By: Lonnie W. Harris

It has been some time since the Advisory on Interest Rate Risk Management was issued in January 2010 and if you have not noticed, it has been taken quite seriously by bank examiners. The advisory has required some financial institutions to tweak their existing ALM systems and, in many other cases, it has required a complete overhaul. Simply stated, bankers are increasingly expected to understand how their ALM process and system actually works and homemade Excel spread sheets are increasingly less acceptable.

In the big picture, the 2010 advisory was formulated for all the right reasons. We are experiencing near-crisis credit issues and historically low Treasury yields. Every banker should clearly understand what will happen to the institution’s net interest income and market value of equity if shocked with a spike in rates of 200 to 300 basis points (which would still represent historically low rates).

Nonetheless, there are still many bankers who have been able to satisfy formal regulatory requirements without completely understanding their ALM models and therefore, are hesitant to rely on its output to manage and structure the balance sheet. Simply looking at the bank’s risk profile, given various rate scenarios, is just the beginning. Management should thoroughly understand the many moving parts of the balance sheet and the reasons why changing rates lead to changes in income and value. The ALM process is more than an abstract regulatory exercise. Understanding the assumptions that are implicit in the model and the impact of these assumptions is critical. It is also important to use the bank’s history and management expertise to establish applicable assumptions, as opposed to relying on unrelated abstractions.

A more thorough embracing of the ALM process should involve the following:
 
First, understand the broad methodology inherent in your model. Make sure you understand the difference between a “ramped” simulation (gradual change in rates) and “shocked” simulation (immediate and sustained). Are betas being used (changes in liability rates in relation to overall rate changes) and if so, how were they established? Do you have empirical data to support the betas and do you have faith in their reliability if rates spike up after years of lingering near zero?

Second, understand how changes in the MVE are being calculated. This calculation calls for an immediate and sustained shock of the entire balance sheet. The source of the discount rates being used to calculate value should be reviewed periodically, as rates change. Are they abstractions or do they relate directly to your history and balance sheet? How are the durations of transaction accounts being calculated and do these values truly represent your balance sheet? What impact do these calculations have on the MVE if rates change?

Understand the details related to the re-pricing of the loan portfolio. To what extent will the floors you have in place cause loan re-pricing to stutter as rates increase? Know precisely what rates you are using to re-price maturing loans and how variable-rate loans are scheduled to reset. Review your indices and how you expect them to perform as rates increase. Where do the re-pricing rates used in the model come from? Are you guessing at the re-pricing rate, or are you using a market rate that relates to your bank’s actual pricing history?

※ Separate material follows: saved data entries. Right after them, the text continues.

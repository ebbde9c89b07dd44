use axum::{Json, response::IntoResponse};

const SERVICE_NAME: &str = "Humanivio API";

// liveness banner
pub async fn root_handler() -> &'static str {
    "Humanivio API is running"
}

pub async fn health_handler() -> impl IntoResponse {
    Json(serde_json::json!({
        "status": "OK",
        "service": SERVICE_NAME,
        "timestamp": chrono::Utc::now().to_rfc3339()
    }))
}
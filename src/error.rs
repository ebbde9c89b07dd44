//! Request-boundary errors and their HTTP rendering.

use axum::{
    Json,
    http::StatusCode,
    response::{IntoResponse, Response},
};
use thiserror::Error;

use crate::upstream::UpstreamError;

/// Every way a humanize request can fail. Rendered as `{"error": "..."}`.
#[derive(Debug, Error)]
pub enum ApiError {
    #[error("Please provide text to humanize")]
    MissingText,

    #[error("Text exceeds 1000 words limit")]
    TooManyWords,

    /// Body was not valid JSON or had the wrong shape.
    #[error("Invalid request body: {0}")]
    InvalidBody(String),

    #[error("Too many requests from this IP, please try again after 24 hours")]
    QuotaExceeded,

    #[error(transparent)]
    Upstream(#[from] UpstreamError),
}

impl ApiError {
    pub fn status(&self) -> StatusCode {
        match self {
            ApiError::MissingText | ApiError::TooManyWords | ApiError::InvalidBody(_) => {
                StatusCode::BAD_REQUEST
            }
            ApiError::QuotaExceeded => StatusCode::TOO_MANY_REQUESTS,
            // operator side failure, never the caller's
            ApiError::Upstream(_) => StatusCode::INTERNAL_SERVER_ERROR,
        }
    }
}

impl IntoResponse for ApiError {
    fn into_response(self) -> Response {
        let body = Json(serde_json::json!({ "error": self.to_string() }));
        (self.status(), body).into_response()
    }
}
use clap::Parser;

// CLI argument structure, every flag also falls back to the environment
#[derive(Parser, Debug, Clone)]
#[command(name = "humanivio-api")]
#[command(about = "Rewrites text to read as human-written, with a per-IP daily quota")]
pub struct Args {
    // Port to run the server on
    #[arg(short, long, env = "PORT", default_value_t = 3000)]
    pub port: u16,

    // Credential for the completion API
    #[arg(long, env = "OPENAI_API_KEY", default_value = "", hide_env_values = true)]
    pub api_key: String,

    // Max humanize requests per client per window
    #[arg(long, env = "DAILY_LIMIT", default_value_t = 1000)]
    pub daily_limit: u32,

    // Quota window in seconds
    #[arg(long, env = "QUOTA_WINDOW_SECS", default_value_t = 86_400)]
    pub quota_window: u64,

    // Base URL of the completion API
    #[arg(long, env = "OPENAI_BASE_URL", default_value = "https://api.openai.com/v1")]
    pub upstream_url: String,

    #[arg(long, env = "OPENAI_MODEL", default_value = "gpt-3.5-turbo")]
    pub model: String,

    // Upstream call timeout in seconds
    #[arg(long, env = "UPSTREAM_TIMEOUT_SECS", default_value_t = 60)]
    pub upstream_timeout: u64,

    // How often expired quota records are evicted
    #[arg(long, env = "QUOTA_SWEEP_SECS", default_value_t = 3600)]
    pub sweep_interval: u64,
}
//! Humanivio API: rewrites submitted text through a chat completion service
//! so it reads as human-written, behind a per-client daily quota.

pub mod config;
pub mod error;
pub mod handlers;
pub mod metrics;
pub mod models;
pub mod rate_limit;
pub mod state;
pub mod upstream;
pub mod validate;

use axum::{
    Router,
    routing::{get, post},
};
use std::sync::Arc;
use tower_http::{cors::CorsLayer, trace::TraceLayer};

use crate::handlers::{health_handler, humanize_handler, metrics_handler, root_handler};
use crate::state::AppState;

// Router with every route, CORS open to any origin
pub fn app(state: Arc<AppState>) -> Router {
    Router::new()
        .route("/", get(root_handler))
        .route("/api/health", get(health_handler))
        .route("/api/humanize", post(humanize_handler))
        .route("/metrics", get(metrics_handler))
        .with_state(state)
        .layer(CorsLayer::permissive())
        .layer(TraceLayer::new_for_http())
}
pub mod pool;

pub use pool::{create_pool, run_migrations, DatabaseError};
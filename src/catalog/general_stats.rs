//! Single-row summary for the dashboard header tiles.

use super::{CatalogQuery, SubQuery};
use crate::aggregate::Mean;
use crate::models::GeneralStats;
use crate::schema::{QueryPlan, StarSchema};
use crate::services::assembler::whole;
use crate::warehouse::FactFilter;
use rust_decimal::Decimal;
use std::collections::HashSet;

pub const GENERAL_STATS: CatalogQuery<GeneralStats> = CatalogQuery {
    sub: SubQuery::GeneralStats,
    plan: QueryPlan::new(FactFilter::all().positive_price(), &[]),
    run: general_stats_rows,
};

/// Summary over facts with a positive price. Null review counts add nothing
/// to the total. An empty fact set gives all zeros.
pub fn general_stats(schema: &StarSchema) -> GeneralStats {
    let mut listings = HashSet::new();
    let mut hosts = HashSet::new();
    let mut areas = HashSet::new();
    let mut reviews = Decimal::ZERO;
    let mut price = Mean::default();
    let mut availability = Mean::default();

    for fact in schema.facts() {
        let Some(p) = fact.positive_price() else {
            continue;
        };
        price.push(p);
        listings.extend(fact.listing_id.as_deref());
        hosts.extend(fact.host_id.as_deref());
        areas.extend(fact.location_id.as_deref());
        if let Some(r) = fact.reviews() {
            reviews += r;
        }
        if let Some(a) = fact.availability() {
            availability.push(a);
        }
    }

    GeneralStats {
        total_listings: listings.len() as u64,
        total_hosts: hosts.len() as u64,
        total_reviews: whole(reviews),
        total_areas: areas.len() as u64,
        avg_price: price.value().map_or(0, whole),
        avg_availability: availability.value().map_or(0, whole),
        fallback: false,
    }
}

/// [`general_stats`] as a one-row result, for the shared sub-query runner
fn general_stats_rows(schema: &StarSchema) -> Vec<GeneralStats> {
    vec![general_stats(schema)]
}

As a practical matter, a clear understanding of the above issues and many related issues, is conducive to making more intelligent manage decisions. For instance, many banks are wallowing in liquidity due to weak loan demand. It is not uncommon to see 10 percent (or more) of total earning assets in overnight funds. This position tends to result in a high liquidity ratio, which is no problem for regulators. If rates should unexpectedly increase, the bank’s interest income would increase dramatically, as overnight funds would re-price immediately; of course, the expense of some liabilities would also increase. This would be a good thing, right, or would it depend on the rationale underlying this position? If the accumulation of excess funds is a conscious decision based on a complete understanding of the consequences (reduced current income) of the position, and not merely fear or inaction, it would be justified. If, however, the decision is based on blind fear, it may feel like a safe position, but it may not be soundly based.

Take the time and make the effort to thoroughly understand your asset/liability model. If you are using a vendor or third-party provider, ensure they are willing and able to explain the basis of every assumption. Remember, you will be held accountable for any knowledge gap that might exist. Discuss the bank’s current position with the board at least quarterly and review the model assumptions with them. Explain the bank’s risk profile in detail and point out how the model assumptions are bank-specific and shaping the output. A working knowledge of your ALM model is imperative from a regulatory and management perspective.

Lonnie W. Harris is executive vice president in the asset management group at Country Club Bank, Kansas City.

Copyright (c) December 2011 by BankNews Media.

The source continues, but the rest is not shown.